To aid the
cataract surgeon's understanding of rational approaches to antimicrobial prophylaxis and place the European Society of
Cataract & Refractive Surgeons (ESCRS) postoperative
endophthalmitis study in perspective, a review was conducted of published and unpublished data on intracameral
antibiotic use during
cataract surgery and the antimicrobial efficacy, pharmacodynamics, ocular penetration, and safety of
moxifloxacin. The ESCRS-sponsored study of postoperative
endophthalmitis prophylaxis reported rates of presumed infectious postoperative
endophthalmitis of 0.07% with intracameral
cefuroxime treatment and 0.34% in control groups.
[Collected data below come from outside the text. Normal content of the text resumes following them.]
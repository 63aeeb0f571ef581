//! Unified error codes for the enrollment platform
//!
//! This module defines all error codes used across the server and clients.
//! Error codes are organized by category:
//! - 0xxx: General errors
//! - 1xxx: Authentication errors
//! - 2xxx: Permission errors
//! - 4xxx: Enrollment errors
//! - 5xxx: Payment errors
//! - 6xxx: Course / field catalog errors
//! - 7xxx: Referral / assignment errors
//! - 8xxx: Profile errors
//! - 9xxx: System errors

use serde::{Deserialize, Serialize};
use std::fmt;

/// Unified error code enum
///
/// All error codes are represented as u16 values for efficient serialization
/// and cross-language compatibility (Rust, TypeScript, etc.)
#[derive(Debug, Clone, Copy, PartialEq, Eq, Hash, Serialize, Deserialize)]
#[serde(into = "u16", try_from = "u16")]
#[repr(u16)]
pub enum ErrorCode {
    // ==================== 0xxx: General ====================
    /// Operation completed successfully
    Success = 0,
    /// Unknown error
    Unknown = 1,
    /// Validation failed
    ValidationFailed = 2,
    /// Resource not found
    NotFound = 3,
    /// Resource already exists
    AlreadyExists = 4,
    /// Invalid request
    InvalidRequest = 5,
    /// Invalid format
    InvalidFormat = 6,
    /// Required field missing
    RequiredField = 7,
    /// Value out of range
    ValueOutOfRange = 8,

    // ==================== 1xxx: Auth ====================
    /// Caller is not authenticated
    NotAuthenticated = 1001,

    // ==================== 2xxx: Permission ====================
    /// Permission denied
    PermissionDenied = 2001,

    // ==================== 4xxx: Enrollment ====================
    /// Enrollment record not found
    EnrollmentNotFound = 4001,
    /// Enrollment already accepted or rejected
    EnrollmentAlreadyDecided = 4002,
    /// Status transition not allowed by the lifecycle
    InvalidStatusTransition = 4003,
    /// Enrollment session not found
    SessionNotFound = 4101,
    /// Operation not valid in the session's current state
    SessionStateInvalid = 4102,
    /// Payment proof attachment required before submission
    ProofRequired = 4103,

    // ==================== 5xxx: Payment ====================
    /// Invalid payment method
    PaymentInvalidMethod = 5001,

    // ==================== 6xxx: Course ====================
    /// Course not found
    CourseNotFound = 6001,
    /// Course has invalid price
    CourseInvalidPrice = 6002,
    /// Enrollment field id not present in the field catalog
    UnknownFieldId = 6101,

    // ==================== 7xxx: Referral ====================
    /// Marketer assignment not found
    AssignmentNotFound = 7001,
    /// Marketer already assigned to this course
    AssignmentExists = 7002,
    /// Commission rate outside the allowed 1-50 range
    CommissionRateOutOfRange = 7003,
    /// Marketer not found
    MarketerNotFound = 7101,

    // ==================== 8xxx: Profile ====================
    /// Profile not found
    ProfileNotFound = 8001,

    // ==================== 9xxx: System ====================
    /// Internal server error
    InternalError = 9001,
    /// Database error
    DatabaseError = 9002,
    /// Configuration error
    ConfigError = 9005,
}

impl ErrorCode {
    /// Get the numeric code value
    #[inline]
    pub const fn code(&self) -> u16 {
        *self as u16
    }

    /// Check if this is a success code
    #[inline]
    pub const fn is_success(&self) -> bool {
        matches!(self, ErrorCode::Success)
    }

    /// Get the developer-facing English message for this error code
    pub const fn message(&self) -> &'static str {
        match self {
            // General
            ErrorCode::Success => "Operation completed successfully",
            ErrorCode::Unknown => "An unknown error occurred",
            ErrorCode::ValidationFailed => "Validation failed",
            ErrorCode::NotFound => "Resource not found",
            ErrorCode::AlreadyExists => "Resource already exists",
            ErrorCode::InvalidRequest => "Invalid request",
            ErrorCode::InvalidFormat => "Invalid format",
            ErrorCode::RequiredField => "Required field is missing",
            ErrorCode::ValueOutOfRange => "Value is out of range",

            // Auth / Permission
            ErrorCode::NotAuthenticated => "Caller is not authenticated",
            ErrorCode::PermissionDenied => "Permission denied",

            // Enrollment
            ErrorCode::EnrollmentNotFound => "Enrollment record not found",
            ErrorCode::EnrollmentAlreadyDecided => {
                "Enrollment has already been accepted or rejected"
            }
            ErrorCode::InvalidStatusTransition => "Status transition is not allowed",
            ErrorCode::SessionNotFound => "Enrollment session not found",
            ErrorCode::SessionStateInvalid => "Operation not valid in the current session state",
            ErrorCode::ProofRequired => "A payment proof attachment is required",

            // Payment
            ErrorCode::PaymentInvalidMethod => "Invalid payment method",

            // Course
            ErrorCode::CourseNotFound => "Course not found",
            ErrorCode::CourseInvalidPrice => "Course has invalid price",
            ErrorCode::UnknownFieldId => "Enrollment field id is not in the catalog",

            // Referral
            ErrorCode::AssignmentNotFound => "Marketer assignment not found",
            ErrorCode::AssignmentExists => "Marketer is already assigned to this course",
            ErrorCode::CommissionRateOutOfRange => "Commission rate must be between 1 and 50",
            ErrorCode::MarketerNotFound => "Marketer not found",

            // Profile
            ErrorCode::ProfileNotFound => "Profile not found",

            // System
            ErrorCode::InternalError => "Internal server error",
            ErrorCode::DatabaseError => "Database error",
            ErrorCode::ConfigError => "Configuration error",
        }
    }

    /// Get the category this error code belongs to
    pub fn category(&self) -> super::ErrorCategory {
        super::ErrorCategory::from_code(self.code())
    }
}

impl fmt::Display for ErrorCode {
    fn fmt(&self, f: &mut fmt::Formatter<'_>) -> fmt::Result {
        write!(f, "{}", self.code())
    }
}

impl From<ErrorCode> for u16 {
    fn from(code: ErrorCode) -> Self {
        code.code()
    }
}

/// Error returned when converting an unknown u16 into an [`ErrorCode`]
#[derive(Debug, Clone, Copy, PartialEq, Eq)]
pub struct InvalidErrorCode(pub u16);

impl fmt::Display for InvalidErrorCode {
    fn fmt(&self, f: &mut fmt::Formatter<'_>) -> fmt::Result {
        write!(f, "invalid error code: {}", self.0)
    }
}

impl std::error::Error for InvalidErrorCode {}

impl TryFrom<u16> for ErrorCode {
    type Error = InvalidErrorCode;

    fn try_from(value: u16) -> Result<Self, Self::Error> {
        let code = match value {
            0 => Self::Success,
            1 => Self::Unknown,
            2 => Self::ValidationFailed,
            3 => Self::NotFound,
            4 => Self::AlreadyExists,
            5 => Self::InvalidRequest,
            6 => Self::InvalidFormat,
            7 => Self::RequiredField,
            8 => Self::ValueOutOfRange,
            1001 => Self::NotAuthenticated,
            2001 => Self::PermissionDenied,
            4001 => Self::EnrollmentNotFound,
            4002 => Self::EnrollmentAlreadyDecided,
            4003 => Self::InvalidStatusTransition,
            4101 => Self::SessionNotFound,
            4102 => Self::SessionStateInvalid,
            4103 => Self::ProofRequired,
            5001 => Self::PaymentInvalidMethod,
            6001 => Self::CourseNotFound,
            6002 => Self::CourseInvalidPrice,
            6101 => Self::UnknownFieldId,
            7001 => Self::AssignmentNotFound,
            7002 => Self::AssignmentExists,
            7003 => Self::CommissionRateOutOfRange,
            7101 => Self::MarketerNotFound,
            8001 => Self::ProfileNotFound,
            9001 => Self::InternalError,
            9002 => Self::DatabaseError,
            9005 => Self::ConfigError,
            other => return Err(InvalidErrorCode(other)),
        };
        Ok(code)
    }
}
//! Monitoring cycle orchestration
//!
//! The engine owns every `ServiceRuntimeState` and is the only component
//! that mutates them. Probes fan out as concurrent tasks that send their
//! results into a channel; the engine drains that channel and applies all
//! mutations sequentially, so probe tasks never touch shared state.
//! Cycles are serialized: a new cycle cannot start while one is running.

use crate::config::{MonitorConfig, ServiceDefinition};
use crate::downtime;
use crate::events::{
    EngineEvent, FlappingAlert, Notification, ServiceSnapshot, ServiceUpdate, StatsSnapshot,
};
use crate::flapping::{FlapConfig, FlapDecision};
use crate::health::{self, OFFLINE_SENTINEL_MS};
use crate::notify::{self, NotificationPolicy, Notifier};
use crate::probe::{ProbeResult, Prober};
use crate::state::{ServiceRuntimeState, Status};
use chrono::{TimeZone, Utc};
use std::collections::{HashMap, HashSet};
use std::sync::Arc;
use tokio::sync::{mpsc, watch};
use tokio::time::MissedTickBehavior;
use tracing::{debug, info, warn};

/// Current wall-clock time in milliseconds since the Unix epoch
pub fn now_ms() -> i64 {
    Utc::now().timestamp_millis()
}

pub struct MonitoringEngine {
    config: MonitorConfig,
    services: HashMap<String, ServiceRuntimeState>,
    prober: Arc<dyn Prober>,
    notifier: Arc<dyn Notifier>,
    events: mpsc::UnboundedSender<EngineEvent>,
    last_update_at: HashMap<String, i64>,
}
Postoperative
endophthalmitis after
cefuroxime use was mostly due to
cefuroxime-resistant gram-positive bacteria. Intracameral
cefuroxime also requires extemporaneous compounding, has short-term stability, and carries a risk for
hypersensitivity.
Moxifloxacin, a fourth-generation
fluoroquinolone, has potent and rapid bactericidal activity against the most common gram-positive postoperative
endophthalmitis pathogens, has excellent ocular penetration after
topical administration, and is available in a self-preserved ophthalmic formulation that has been shown safe and effective in preventing
endophthalmitis when administered intracamerally in an animal model. Available data suggest that the optimum
antibiotic regimen and route of delivery for
cataract surgery antimicrobial prophylaxis require further study.
Moxifloxacin offers many theoretical advantages that make it an attractive first-line choice for topical use and of interest for intracameral administration.